Boppity Bop
Boppity Bop

Reputation: 10463

How do you ensure C++20 support?

I have g++ installed on CentOS9

g++ (GCC) 11.2.1 20220127 (Red Hat 11.2.1-9)

I can compile with switch -std=c++20 without errors/warnings.

When I search filesystem for '11' I find

/usr/lib/gcc/x86_64-redhat-linux/11
/usr/include/c++/11
/usr/libexec/gcc/x86_64-redhat-linux/11

But when I search for '20' I get nothing.

How do I "install" C++ 20 ? What is it and how can it be done on RH/CentOS ?

Upvotes: 0

Views: 3361

Answers (1)

user17732522
user17732522

Reputation: 76698

11 in the file path is the compiler version, not the C++ version. So it is not a problem that there is no corresponding path with a 20.

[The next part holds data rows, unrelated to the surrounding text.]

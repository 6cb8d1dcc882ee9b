//! Export event hooks.
//!
//! Observers subscribe to an [`EventChannel`] and implement any subset of the
//! [`ExportObserver`] hooks. The document and folder hooks return an
//! [`ObserverDecision`]: an observer may let the event through unchanged,
//! replace it for the observers after it, or veto it. Error and message hooks
//! are notifications only.

use std::fmt;
use std::sync::Arc;

use chrono::{DateTime, Utc};
use tracing::debug;

use crate::document::Document;

/// A document was fully assembled and handed to export completion.
#[derive(Debug, Clone, PartialEq)]
pub struct DocumentExportedEvent {
    pub id: String,
    pub document: Document,
    pub exported_at: DateTime<Utc>,
}

impl DocumentExportedEvent {
    pub fn new(document: Document) -> Self {
        Self {
            id: document.id().to_string(),
            document,
            exported_at: Utc::now(),
        }
    }
}

/// A document was exported as part of a folder export.
#[derive(Debug, Clone, PartialEq, Eq)]
pub struct FolderDocumentExportedEvent {
    pub folder_path: String,
    pub document_id: String,
}

/// A folder export finished.
#[derive(Debug, Clone, PartialEq, Eq)]
pub struct FolderExportedEvent {
    pub folder_path: String,
    pub document_count: u64,
}

/// A document failed to export.
#[derive(Debug, Clone, PartialEq, Eq)]
pub struct DocumentExportErrorEvent {
    pub id: String,
    pub error: String,
}

#[derive(Debug, Clone, Copy, PartialEq, Eq)]
pub enum MessageLevel {
    Debug,
    Info,
    Warning,
    Error,
}

/// Free-form progress message emitted during export.
#[derive(Debug, Clone, PartialEq, Eq)]
pub struct ExportMessage {
    pub level: MessageLevel,
    pub message: String,
}

impl ExportMessage {
    pub fn new(level: MessageLevel, message: impl Into<String>) -> Self {
        Self {
            level,
            message: message.into(),
        }
    }
}

impl fmt::Display for ExportMessage {
    fn fmt(&self, f: &mut fmt::Formatter<'_>) -> fmt::Result {
        write!(f, "[{:?}] {}", self.level, self.message)
    }
}

/// An observer's verdict on an event.
#[derive(Debug, Clone, PartialEq)]
pub enum ObserverDecision<E> {
    /// Pass the event on unchanged.
    Continue,
    /// Replace the event seen by later observers and by the caller.
    Modify(E),
    /// Stop dispatch; the triggering operation reports the veto.
    Veto(String),
}

/// Result of dispatching an event through every observer.
#[derive(Debug, Clone, PartialEq)]
pub enum Outcome<E> {
    Proceed(E),
    Vetoed { reason: String },
}

impl<E> Outcome<E> {
    pub fn is_vetoed(&self) -> bool {
        matches!(self, Outcome::Vetoed { .. })
    }

    pub fn into_event(self) -> Option<E> {
        match self {
            Outcome::Proceed(event) => Some(event),
            Outcome::Vetoed { .. } => None,
        }
    }
}

/// Hooks fired around document and folder export. Every hook defaults to a no-op.
pub trait ExportObserver: Send + Sync {
    fn on_document_exported(
        &self,
        _event: &DocumentExportedEvent,
    ) -> ObserverDecision<DocumentExportedEvent> {
        ObserverDecision::Continue
    }

    fn on_folder_document_exported(
        &self,
        _event: &FolderDocumentExportedEvent,
    ) -> ObserverDecision<FolderDocumentExportedEvent> {
        ObserverDecision::Continue
    }

    fn on_folder_exported(
        &self,
        _event: &FolderExportedEvent,
    ) -> ObserverDecision<FolderExportedEvent> {
        ObserverDecision::Continue
    }

    fn on_document_export_error(&self, _event: DocumentExportErrorEvent) {}

    fn on_document_export_message(&self, _message: ExportMessage) {}
}

/// Synchronous, in-order dispatch to subscribed observers.
#[derive(Clone, Default)]
pub struct EventChannel {
    observers: Vec<Arc<dyn ExportObserver>>,
}

impl fmt::Debug for EventChannel {
    fn fmt(&self, f: &mut fmt::Formatter<'_>) -> fmt::Result {
        f.debug_struct("EventChannel")
            .field("observers", &self.observers.len())
            .finish()
    }
}

impl EventChannel {
    pub fn new() -> Self {
        Self::default()
    }

    pub fn subscribe(&mut self, observer: Arc<dyn ExportObserver>) {
        self.observers.push(observer);
    }

    pub fn len(&self) -> usize {
        self.observers.len()
    }

    pub fn is_empty(&self) -> bool {
        self.observers.is_empty()
    }

    pub fn raise_document_exported(
        &self,
        event: DocumentExportedEvent,
    ) -> Outcome<DocumentExportedEvent> {
        self.dispatch("DocumentExported", event, |o, e| o.on_document_exported(e))
    }

    pub fn raise_folder_document_exported(
        &self,
        event: FolderDocumentExportedEvent,
    ) -> Outcome<FolderDocumentExportedEvent> {
        self.dispatch("FolderDocumentExported", event, |o, e| {
            o.on_folder_document_exported(e)
        })
    }

    pub fn raise_folder_exported(&self, event: FolderExportedEvent) -> Outcome<FolderExportedEvent> {
        self.dispatch("FolderExported", event, |o, e| o.on_folder_exported(e))
    }

    pub fn raise_document_export_error(&self, event: DocumentExportErrorEvent) {
        for observer in &self.observers {
            observer.on_document_export_error(event.clone());
        }
    }

    pub fn raise_document_export_message(&self, message: ExportMessage) {
        for observer in &self.observers {
            observer.on_document_export_message(message.clone());
        }
    }

    fn dispatch<E>(
        &self,
        hook: &str,
        mut event: E,
        notify: impl Fn(&dyn ExportObserver, &E) -> ObserverDecision<E>,
    ) -> Outcome<E> {
        for observer in &self.observers {
            match notify(observer.as_ref(), &event) {
                ObserverDecision::Continue => {}
                ObserverDecision::Modify(replacement) => event = replacement,
                ObserverDecision::Veto(reason) => {
                    debug!(hook, reason = %reason, "Event vetoed by observer");
                    return Outcome::Vetoed { reason };
                }
            }
        }
        Outcome::Proceed(event)
    }
}
use std::path::PathBuf;
use std::time::Duration;

use clap::{Parser, Subcommand};
use docs_provider_core::{ConfigError, ContentSource};

use crate::settings::{ACCESS_KEY, BUCKET_NAME, REGION, SECRET_KEY, SERVICE_URL};

/// Configuration for the docs-provider-s3 command line.
///
/// Values are layered: JSON source file, then connection string, then
/// explicit flags (or their environment variables).
#[derive(Parser, Debug, Clone)]
#[command(name = "docs-provider-s3")]
#[command(about = "Export objects from an Amazon S3 bucket as documents")]
pub struct Config {
    /// JSON content source file ({"name": ..., "properties": {...}})
    #[arg(long, env = "DOCS_SOURCE_FILE")]
    pub source_file: Option<PathBuf>,

    /// Connection string (Name=...;BucketName=...;AccessKey=...;SecretKey=...)
    #[arg(long, env = "DOCS_CONNECTION_STRING", hide_env_values = true)]
    pub connection_string: Option<String>,

    /// Content source name used in logs and errors
    #[arg(long, env = "DOCS_SOURCE_NAME")]
    pub name: Option<String>,

    /// S3 bucket name
    #[arg(long, env = "S3_BUCKET_NAME")]
    pub bucket_name: Option<String>,

    /// S3 access key ID
    #[arg(long, env = "S3_ACCESS_KEY")]
    pub access_key: Option<String>,

    /// S3 secret access key
    #[arg(long, env = "S3_SECRET_KEY", hide_env_values = true)]
    pub secret_key: Option<String>,

    /// AWS region
    #[arg(long, env = "S3_REGION")]
    pub region: Option<String>,

    /// Custom endpoint for S3-compatible services
    #[arg(long, env = "S3_SERVICE_URL")]
    pub service_url: Option<String>,

    /// Deadline for each S3 operation (seconds)
    #[arg(long, default_value = "30", env = "S3_TIMEOUT_SECS")]
    pub timeout_secs: u64,

    #[command(subcommand)]
    pub command: Command,
}

#[derive(Subcommand, Debug, Clone, PartialEq, Eq)]
pub enum Command {
    /// Connect and run the liveness probe
    Probe,
    /// List object keys in the bucket (single page)
    List {
        /// Print keys as a JSON array
        #[arg(long)]
        json: bool,
    },
    /// Export objects and write their content below a directory
    Export {
        /// Object keys to export
        #[arg(required = true)]
        keys: Vec<String>,

        /// Output directory
        #[arg(long, default_value = ".")]
        out: PathBuf,
    },
}

impl Config {
    /// Assemble the content source from every configured layer.
    pub fn content_source(&self) -> Result<ContentSource, ConfigError> {
        let mut source = match &self.source_file {
            Some(path) => ContentSource::from_json_file(path)?,
            None => ContentSource::default(),
        };

        if let Some(connection_string) = &self.connection_string {
            source.merge(ContentSource::from_connection_string(connection_string)?);
        }

        if let Some(name) = &self.name {
            source.name = name.clone();
        }

        let overrides = [
            (BUCKET_NAME, &self.bucket_name),
            (ACCESS_KEY, &self.access_key),
            (SECRET_KEY, &self.secret_key),
            (REGION, &self.region),
            (SERVICE_URL, &self.service_url),
        ];
        for (property, value) in overrides {
            if let Some(value) = value {
                source.set(property, value.clone());
            }
        }

        Ok(source)
    }

    pub fn operation_timeout(&self) -> Duration {
        Duration::from_secs(self.timeout_secs)
    }
}
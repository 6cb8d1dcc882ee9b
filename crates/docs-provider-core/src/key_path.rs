//! Projection of flat object keys onto a folder hierarchy.
//!
//! The object-store namespace is flat. Folders exist only as the prefix of a
//! key up to its last delimiter; nothing else stores them.

/// Delimiter separating folder segments inside an object key.
pub const KEY_DELIMITER: char = '/';

/// Returns the part of `key` before the last delimiter, or `""` for keys at
/// the bucket root.
pub fn folder_path_of(key: &str) -> &str {
    match key.rfind(KEY_DELIMITER) {
        Some(pos) => &key[..pos],
        None => "",
    }
}

/// An object key split into its folder path and file name.
#[derive(Debug, Clone, Copy, PartialEq, Eq)]
pub struct KeyPath<'a> {
    key: &'a str,
    folder_path: &'a str,
    file_name: &'a str,
}

impl<'a> KeyPath<'a> {
    pub fn parse(key: &'a str) -> Self {
        let (folder_path, file_name) = match key.rfind(KEY_DELIMITER) {
            Some(pos) => (&key[..pos], &key[pos + 1..]),
            None => ("", key),
        };
        Self {
            key,
            folder_path,
            file_name,
        }
    }

    /// The full object key.
    pub fn key(&self) -> &'a str {
        self.key
    }

    /// Folder path, empty for root-level objects.
    pub fn folder_path(&self) -> &'a str {
        self.folder_path
    }

    /// Trailing segment of the key, extension included.
    pub fn file_name(&self) -> &'a str {
        self.file_name
    }

    /// File name with its last extension removed.
    ///
    /// `None` when the name has no extension, or when stripping it would leave
    /// nothing (dot-files such as `.env`).
    pub fn base_file_name(&self) -> Option<&'a str> {
        match self.file_name.rfind('.') {
            Some(pos) if pos > 0 => Some(&self.file_name[..pos]),
            _ => None,
        }
    }

    /// The name recorded as a version's `FileName`: the extension-stripped
    /// name when one exists, else the raw file name.
    pub fn display_base_name(&self) -> &'a str {
        self.base_file_name().unwrap_or(self.file_name)
    }

    pub fn is_root(&self) -> bool {
        self.folder_path.is_empty()
    }
}

#[cfg(test)]
mod tests {
    use super::*;

    #[test]
    fn test_folder_path_of() {
        assert_eq!(folder_path_of("reports/2023/summary.pdf"), "reports/2023");
        assert_eq!(folder_path_of("a/b"), "a");
        assert_eq!(folder_path_of("root.txt"), "");
        assert_eq!(folder_path_of(""), "");
        assert_eq!(folder_path_of("/leading.txt"), "");
        assert_eq!(folder_path_of("folder/"), "folder");
        assert_eq!(folder_path_of("a//b.txt"), "a/");
    }

    #[test]
    fn test_parse_nested_key() {
        let path = KeyPath::parse("reports/2023/summary.pdf");
        assert_eq!(path.key(), "reports/2023/summary.pdf");
        assert_eq!(path.folder_path(), "reports/2023");
        assert_eq!(path.file_name(), "summary.pdf");
        assert_eq!(path.base_file_name(), Some("summary"));
        assert_eq!(path.display_base_name(), "summary");
        assert!(!path.is_root());
    }

    #[test]
    fn test_parse_root_key() {
        let path = KeyPath::parse("root.txt");
        assert_eq!(path.folder_path(), "");
        assert_eq!(path.file_name(), "root.txt");
        assert_eq!(path.display_base_name(), "root");
        assert!(path.is_root());
    }

    #[test]
    fn test_base_file_name_edge_cases() {
        assert_eq!(KeyPath::parse("docs/README").base_file_name(), None);
        assert_eq!(KeyPath::parse("docs/README").display_base_name(), "README");
        assert_eq!(KeyPath::parse("a/archive.tar.gz").base_file_name(), Some("archive.tar"));
        assert_eq!(KeyPath::parse("a/.env").base_file_name(), None);
        assert_eq!(KeyPath::parse("a/.env").display_base_name(), ".env");
        assert_eq!(KeyPath::parse("a/trailing.").base_file_name(), Some("trailing"));
    }

    #[test]
    fn test_folder_marker_key() {
        let path = KeyPath::parse("reports/");
        assert_eq!(path.folder_path(), "reports");
        assert_eq!(path.file_name(), "");
        assert_eq!(path.display_base_name(), "");
    }

    #[test]
    fn test_folder_path_matches_free_function() {
        for key in ["x", "x/y", "x/y/z.bin", "/", "a.b/c"] {
            assert_eq!(KeyPath::parse(key).folder_path(), folder_path_of(key), "key {key}");
        }
    }
}
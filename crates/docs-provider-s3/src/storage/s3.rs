use std::sync::Arc;
use std::time::Duration;

use async_trait::async_trait;
use aws_config::Region;
use aws_sdk_s3::config::retry::RetryConfig;
use aws_sdk_s3::config::timeout::TimeoutConfig;
use aws_sdk_s3::config::{BehaviorVersion, Credentials};
use aws_sdk_s3::error::{DisplayErrorContext, SdkError};
use aws_sdk_s3::Client as S3Client;
use bytes::Bytes;
use docs_provider_core::{ObjectStore, StorageError};
use tracing::{debug, instrument};

use super::StoreConnector;
use crate::settings::S3Settings;

/// Deadline applied to every S3 operation unless overridden.
pub const DEFAULT_OPERATION_TIMEOUT: Duration = Duration::from_secs(30);

/// Credentials provider name reported to the SDK.
const CREDENTIALS_PROVIDER: &str = "docs-provider-s3";

/// Amazon S3 object store backed by `aws-sdk-s3`.
///
/// SDK retries are disabled: a failed call surfaces immediately.
#[derive(Clone)]
pub struct S3ObjectStore {
    client: S3Client,
}

impl S3ObjectStore {
    pub fn new(client: S3Client) -> Self {
        Self { client }
    }

    /// Build a client from settings. A `service_url` switches to path-style
    /// addressing against that endpoint.
    pub fn from_settings(settings: &S3Settings, operation_timeout: Duration) -> Self {
        let credentials = Credentials::new(
            &settings.access_key,
            &settings.secret_key,
            None,
            None,
            CREDENTIALS_PROVIDER,
        );

        let timeouts = TimeoutConfig::builder()
            .operation_timeout(operation_timeout)
            .connect_timeout(operation_timeout)
            .build();

        let mut builder = aws_sdk_s3::Config::builder()
            .behavior_version(BehaviorVersion::latest())
            .credentials_provider(credentials)
            .region(Region::new(settings.region.clone()))
            .retry_config(RetryConfig::disabled())
            .timeout_config(timeouts);

        if let Some(url) = &settings.service_url {
            builder = builder.endpoint_url(url).force_path_style(true);
        }

        Self::new(S3Client::from_conf(builder.build()))
    }

    /// HTTP status of a failed call, when the service answered.
    fn status_of<E>(err: &SdkError<E>) -> Option<u16> {
        match err {
            SdkError::ServiceError(e) => Some(e.raw().status().as_u16()),
            SdkError::ResponseError(e) => Some(e.raw().status().as_u16()),
            _ => None,
        }
    }

    /// Map an SDK failure onto the storage error taxonomy.
    fn classify<E>(err: SdkError<E>, operation: &str, target: &str) -> StorageError
    where
        E: std::error::Error + Send + Sync + 'static,
    {
        let detail = format!("S3 {} {}: {}", operation, target, DisplayErrorContext(&err));
        match &err {
            SdkError::TimeoutError(_) => return StorageError::Timeout(detail),
            SdkError::DispatchFailure(e) if e.is_timeout() => {
                return StorageError::Timeout(detail)
            }
            SdkError::ConstructionFailure(_) => return StorageError::Client(detail),
            _ => {}
        }
        match Self::status_of(&err) {
            Some(404) => StorageError::NotFound(target.to_string()),
            Some(401) | Some(403) => StorageError::AccessDenied(detail),
            _ => StorageError::Io(detail),
        }
    }
}

#[async_trait]
impl ObjectStore for S3ObjectStore {
    fn backend_name(&self) -> &'static str {
        "s3"
    }

    #[instrument(skip(self), level = "debug")]
    async fn list_objects(
        &self,
        bucket: &str,
        max_keys: Option<i32>,
    ) -> Result<Vec<String>, StorageError> {
        let output = self
            .client
            .list_objects_v2()
            .bucket(bucket)
            .set_max_keys(max_keys)
            .send()
            .await
            .map_err(|e| Self::classify(e, "list_objects_v2", bucket))?;

        let keys: Vec<String> = output
            .contents()
            .iter()
            .filter_map(|object| object.key().map(str::to_string))
            .collect();

        debug!(
            bucket,
            count = keys.len(),
            truncated = output.is_truncated().unwrap_or(false),
            "Listed objects"
        );
        Ok(keys)
    }

    #[instrument(skip(self), level = "debug")]
    async fn get_object(&self, bucket: &str, key: &str) -> Result<Bytes, StorageError> {
        let output = self
            .client
            .get_object()
            .bucket(bucket)
            .key(key)
            .send()
            .await
            .map_err(|e| Self::classify(e, "get_object", key))?;

        // Draining the body releases the underlying connection.
        let bytes = output
            .body
            .collect()
            .await
            .map_err(|e| StorageError::Io(format!("Failed to read S3 object body {}: {}", key, e)))?
            .into_bytes();

        debug!(bucket, key, bytes = bytes.len(), "Fetched object");
        Ok(bytes)
    }
}

/// Connector producing [`S3ObjectStore`] clients.
#[derive(Debug, Clone)]
pub struct S3Connector {
    operation_timeout: Duration,
}

impl Default for S3Connector {
    fn default() -> Self {
        Self::new(DEFAULT_OPERATION_TIMEOUT)
    }
}

impl S3Connector {
    pub fn new(operation_timeout: Duration) -> Self {
        Self { operation_timeout }
    }
}

impl StoreConnector for S3Connector {
    fn connect(&self, settings: &S3Settings) -> Result<Arc<dyn ObjectStore>, StorageError> {
        debug!(
            bucket = %settings.bucket_name,
            region = %settings.region,
            endpoint = settings.service_url.as_deref().unwrap_or("default"),
            "Creating S3 client"
        );
        Ok(Arc::new(S3ObjectStore::from_settings(
            settings,
            self.operation_timeout,
        )))
    }
}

If -std=c++20 doesn't give an error, you have (at least to some degree) C++20 support.

Theoretically there is the __cplusplus macro, which is predefined to a value of at least 202002L for enabled C++20 support, but in practice that doesn't mean that all C++20 features are supported.

There are further feature-specific feature test macros that may be of help.

For an overview of what exactly is supported in which compiler version see https://en.cppreference.com/w/cpp/compiler_support, as well as the corresponding pages of the individual compilers.

As you can see there, with GCC 11 you have mostly complete C++20 support, except for few items, especially in the standard library, such as for example full module support, constexpr for std::string and std::vector, atomic shared pointers and notably std::format.